[Start of section]
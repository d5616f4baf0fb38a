//! Candidate values, resolved fields and the generation plan.
//!
//! A [`Candidate`] is one proposed value for one field from one strategy; it
//! lives only within a resolution pass. The fusion engine selects exactly
//! one winner per field and emits a [`ResolvedField`] carrying the full
//! provenance trail. The per-document [`FieldMap`] and the derived
//! [`GenerationPlan`] are the pipeline's immutable outputs.

use std::collections::BTreeMap;
use std::fmt;

use serde::{Deserialize, Serialize};

use crate::geometry::BoundingBox;
use crate::schema::{CalibratedRegion, FieldId, StrategyKind};

// ============================================================================
// Values
// ============================================================================

/// Tri-state outcome of a checkbox read.
#[derive(Debug, Clone, Copy, PartialEq, Eq, Hash, Serialize, Deserialize)]
#[serde(rename_all = "snake_case")]
pub enum CheckboxState {
    /// Ink coverage at or above the checked threshold.
    Checked,
    /// Ink coverage at or below the unchecked threshold.
    Unchecked,
    /// Coverage in the band between the thresholds; not usable as a value.
    Ambiguous,
}

impl CheckboxState {
    /// The boolean value of a non-ambiguous state.
    #[inline]
    #[must_use = "checkbox boolean is computed but not used"]
    pub const fn as_bool(self) -> Option<bool> {
        match self {
            Self::Checked => Some(true),
            Self::Unchecked => Some(false),
            Self::Ambiguous => None,
        }
    }
}

impl fmt::Display for CheckboxState {
    #[inline]
    fn fmt(&self, f: &mut fmt::Formatter<'_>) -> fmt::Result {
        let s = match self {
            Self::Checked => "checked",
            Self::Unchecked => "unchecked",
            Self::Ambiguous => "ambiguous",
        };
        write!(f, "{s}")
    }
}

/// A field value of any semantic kind.
#[derive(Debug, Clone, PartialEq, Serialize, Deserialize)]
#[serde(tag = "kind", content = "value", rename_all = "snake_case")]
pub enum FieldValue {
    /// Text, date or time content (normalized).
    Text(String),
    /// Tri-state checkbox content.
    Checkbox(CheckboxState),
    /// Repeated group of short values.
    Group(Vec<String>),
}

impl FieldValue {
    /// The text content, for text-valued fields.
    #[inline]
    #[must_use = "text content is returned but not used"]
    pub fn as_text(&self) -> Option<&str> {
        match self {
            Self::Text(s) => Some(s),
            _ => None,
        }
    }

    /// The checkbox state, for checkbox-valued fields.
    #[inline]
    #[must_use = "checkbox state is returned but not used"]
    pub const fn as_checkbox(&self) -> Option<CheckboxState> {
        match self {
            Self::Checkbox(state) => Some(*state),
            _ => None,
        }
    }

    /// Whether the value carries no usable content (empty text or group).
    #[inline]
    #[must_use = "emptiness check result is returned but not used"]
    pub fn is_empty(&self) -> bool {
        match self {
            Self::Text(s) => s.trim().is_empty(),
            Self::Group(items) => items.is_empty(),
            Self::Checkbox(_) => false,
        }
    }
}

// ============================================================================
// Candidates
// ============================================================================

/// Location a candidate value was read from.
#[derive(Debug, Clone, Copy, PartialEq, Serialize, Deserialize)]
pub struct SourceRef {
    /// Zero-based page index.
    pub page: usize,
    /// Bounding box of the source element or region.
    pub bbox: BoundingBox,
}

/// One proposed value for one field from one strategy.
#[derive(Debug, Clone, PartialEq, Serialize, Deserialize)]
pub struct Candidate {
    /// Proposed value.
    pub value: FieldValue,
    /// Strategy that produced it.
    pub strategy: StrategyKind,
    /// Confidence in `[0, 1]`.
    pub confidence: f32,
    /// Source coordinates, when the value was read from the page.
    pub source: Option<SourceRef>,
}

impl Candidate {
    /// Create a candidate without source coordinates.
    #[inline]
    #[must_use = "candidate is created but not used"]
    pub const fn new(value: FieldValue, strategy: StrategyKind, confidence: f32) -> Self {
        Self {
            value,
            strategy,
            confidence,
            source: None,
        }
    }

    /// Attach source coordinates.
    #[inline]
    #[must_use = "candidate with source is returned but not used"]
    pub fn with_source(mut self, page: usize, bbox: BoundingBox) -> Self {
        self.source = Some(SourceRef { page, bbox });
        self
    }
}

// ============================================================================
// Resolved fields
// ============================================================================

/// Why a field ended up without a resolved value.
#[derive(Debug, Clone, PartialEq, Serialize, Deserialize)]
#[serde(tag = "reason", rename_all = "snake_case")]
pub enum UnresolvedReason {
    /// No strategy produced a usable candidate.
    NoCandidate,
    /// The checkbox read landed in the ambiguous band and no assist
    /// resolved it.
    AmbiguousCheckbox {
        /// Measured ink fraction of the ambiguous read.
        ink_fraction: f32,
    },
    /// The calibrated region lies outside the page raster; template and
    /// document geometry disagree.
    CalibrationError {
        /// The offending region, for template repair.
        region: CalibratedRegion,
        /// Dimensions of the raster the region missed.
        image_width: u32,
        /// Raster height.
        image_height: u32,
    },
}

impl fmt::Display for UnresolvedReason {
    fn fmt(&self, f: &mut fmt::Formatter<'_>) -> fmt::Result {
        match self {
            Self::NoCandidate => write!(f, "no candidate produced"),
            Self::AmbiguousCheckbox { ink_fraction } => {
                write!(f, "ambiguous checkbox read (ink fraction {ink_fraction:.3})")
            }
            Self::CalibrationError {
                region,
                image_width,
                image_height,
            } => write!(
                f,
                "calibrated region [{region}] outside page raster {image_width}x{image_height}"
            ),
        }
    }
}

/// Final outcome for one field: the selected value (if any), the winning
/// strategy, the derived confidence, and the full provenance trail.
#[derive(Debug, Clone, PartialEq, Serialize, Deserialize)]
pub struct ResolvedField {
    /// Selected value; `None` when unresolved.
    pub value: Option<FieldValue>,
    /// Strategy of the winning candidate.
    pub strategy: Option<StrategyKind>,
    /// Winning candidate confidence scaled by the strategy's precedence
    /// weight; `0.0` when unresolved.
    pub confidence: f32,
    /// The value was accepted below its acceptance threshold.
    pub low_confidence: bool,
    /// Set when the field is unresolved.
    pub unresolved: Option<UnresolvedReason>,
    /// Every candidate considered, in collection order.
    pub candidates: Vec<Candidate>,
}

impl ResolvedField {
    /// An unresolved field carrying its reason and provenance.
    #[inline]
    #[must_use = "resolved field is created but not used"]
    pub const fn unresolved(reason: UnresolvedReason, candidates: Vec<Candidate>) -> Self {
        Self {
            value: None,
            strategy: None,
            confidence: 0.0,
            low_confidence: false,
            unresolved: Some(reason),
            candidates,
        }
    }

    /// Whether a value was selected.
    #[inline]
    #[must_use = "resolution check result is returned but not used"]
    pub const fn is_resolved(&self) -> bool {
        self.value.is_some()
    }

    /// The resolved boolean of a checkbox field.
    ///
    /// `None` when the field is unresolved or not checkbox-valued; routing
    /// predicates treat that as "apply the documented default".
    #[inline]
    #[must_use = "checkbox boolean is computed but not used"]
    pub fn checked(&self) -> Option<bool> {
        self.value
            .as_ref()
            .and_then(FieldValue::as_checkbox)
            .and_then(CheckboxState::as_bool)
    }
}

/// Resolved fields of one document, keyed by field id.
///
/// Every required field of the schema appears here, resolved or explicitly
/// unresolved. `BTreeMap` keeps iteration deterministic.
pub type FieldMap = BTreeMap<FieldId, ResolvedField>;

// ============================================================================
// Generation plan
// ============================================================================

/// Output document kinds the routing engine can request.
#[derive(Debug, Clone, Copy, PartialEq, Eq, Hash, Serialize, Deserialize)]
#[serde(rename_all = "snake_case")]
pub enum DocumentKind {
    /// DWC-068: designated doctor examination data report.
    Dwc068,
    /// DWC-069: report of medical evaluation.
    Dwc069,
    /// DWC-073: work status report.
    Dwc073,
}

impl fmt::Display for DocumentKind {
    #[inline]
    fn fmt(&self, f: &mut fmt::Formatter<'_>) -> fmt::Result {
        let s = match self {
            Self::Dwc068 => "DWC068",
            Self::Dwc069 => "DWC069",
            Self::Dwc073 => "DWC073",
        };
        write!(f, "{s}")
    }
}

/// One evaluated routing predicate.
#[derive(Debug, Clone, PartialEq, Serialize, Deserialize)]
pub struct PlanEntry {
    /// Document kind the predicate governs.
    pub kind: DocumentKind,
    /// Predicate result: whether the document is to be generated.
    pub generate: bool,
    /// Resolved checkbox fields that triggered a positive result.
    pub triggered_by: Vec<FieldId>,
    /// The predicate's documented default was applied because a trigger
    /// field was unresolved.
    pub default_applied: bool,
}

/// The set of output documents to produce, with trigger provenance.
///
/// Entries are ordered by the fixed rule table and deduplicated by kind;
/// recomputing the plan from the same [`FieldMap`] yields an identical plan.
#[derive(Debug, Clone, Default, PartialEq, Serialize, Deserialize)]
pub struct GenerationPlan {
    /// Every evaluated predicate, in rule order.
    pub entries: Vec<PlanEntry>,
}

impl GenerationPlan {
    /// Document kinds with a positive predicate result, in rule order.
    #[must_use = "kinds to generate are computed but not used"]
    pub fn kinds_to_generate(&self) -> Vec<DocumentKind> {
        self.entries
            .iter()
            .filter(|e| e.generate)
            .map(|e| e.kind)
            .collect()
    }

    /// Whether the plan includes the given document kind.
    #[inline]
    #[must_use = "inclusion check result is returned but not used"]
    pub fn includes(&self, kind: DocumentKind) -> bool {
        self.entries.iter().any(|e| e.kind == kind && e.generate)
    }
}

#[cfg(test)]
mod tests {
    use super::*;

    #[test]
    fn test_checkbox_state_as_bool() {
        assert_eq!(CheckboxState::Checked.as_bool(), Some(true));
        assert_eq!(CheckboxState::Unchecked.as_bool(), Some(false));
        assert_eq!(CheckboxState::Ambiguous.as_bool(), None);
    }

    #[test]
    fn test_field_value_emptiness() {
        assert!(FieldValue::Text("   ".to_string()).is_empty());
        assert!(!FieldValue::Text("JOHN DOE".to_string()).is_empty());
        assert!(FieldValue::Group(vec![]).is_empty());
        assert!(!FieldValue::Checkbox(CheckboxState::Unchecked).is_empty());
    }

    #[test]
    fn test_resolved_field_checked() {
        let resolved = ResolvedField {
            value: Some(FieldValue::Checkbox(CheckboxState::Checked)),
            strategy: Some(StrategyKind::CheckboxFallback),
            confidence: 0.8,
            low_confidence: false,
            unresolved: None,
            candidates: vec![],
        };
        assert_eq!(resolved.checked(), Some(true));

        let unresolved = ResolvedField::unresolved(UnresolvedReason::NoCandidate, vec![]);
        assert_eq!(unresolved.checked(), None);
        assert!(!unresolved.is_resolved());
        assert_eq!(unresolved.confidence, 0.0);
    }

    #[test]
    fn test_unresolved_reason_display() {
        let reason = UnresolvedReason::AmbiguousCheckbox { ink_fraction: 0.25 };
        assert_eq!(
            reason.to_string(),
            "ambiguous checkbox read (ink fraction 0.250)"
        );
        assert_eq!(
            UnresolvedReason::NoCandidate.to_string(),
            "no candidate produced"
        );
    }

    #[test]
    fn test_plan_queries() {
        let plan = GenerationPlan {
            entries: vec![
                PlanEntry {
                    kind: DocumentKind::Dwc068,
                    generate: true,
                    triggered_by: vec![FieldId::from("purpose_box_c_checked")],
                    default_applied: false,
                },
                PlanEntry {
                    kind: DocumentKind::Dwc069,
                    generate: true,
                    triggered_by: vec![],
                    default_applied: false,
                },
                PlanEntry {
                    kind: DocumentKind::Dwc073,
                    generate: false,
                    triggered_by: vec![],
                    default_applied: false,
                },
            ],
        };
        assert_eq!(
            plan.kinds_to_generate(),
            vec![DocumentKind::Dwc068, DocumentKind::Dwc069]
        );
        assert!(plan.includes(DocumentKind::Dwc068));
        assert!(!plan.includes(DocumentKind::Dwc073));
    }

    #[test]
    fn test_field_value_serde_round_trip() {
        let value = FieldValue::Checkbox(CheckboxState::Ambiguous);
        let json = serde_json::to_string(&value).expect("serialize");
        assert!(json.contains("checkbox"));
        let back: FieldValue = serde_json::from_str(&json).expect("deserialize");
        assert_eq!(back, value);
    }
}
[End of section]
### [Exercise objective]
Up to and including the line that contains "and the derived", output the records above exactly, beginning with their first line.

### [Response box]
repository d5616f4baf0fb38a
//! Candidate values, resolved fields and the generation plan.
//!
//! A [`Candidate`] is one proposed value for one field from one strategy; it
//! lives only within a resolution pass. The fusion engine selects exactly
//! one winner per field and emits a [`ResolvedField`] carrying the full
//! provenance trail. The per-document [`FieldMap`] and the derived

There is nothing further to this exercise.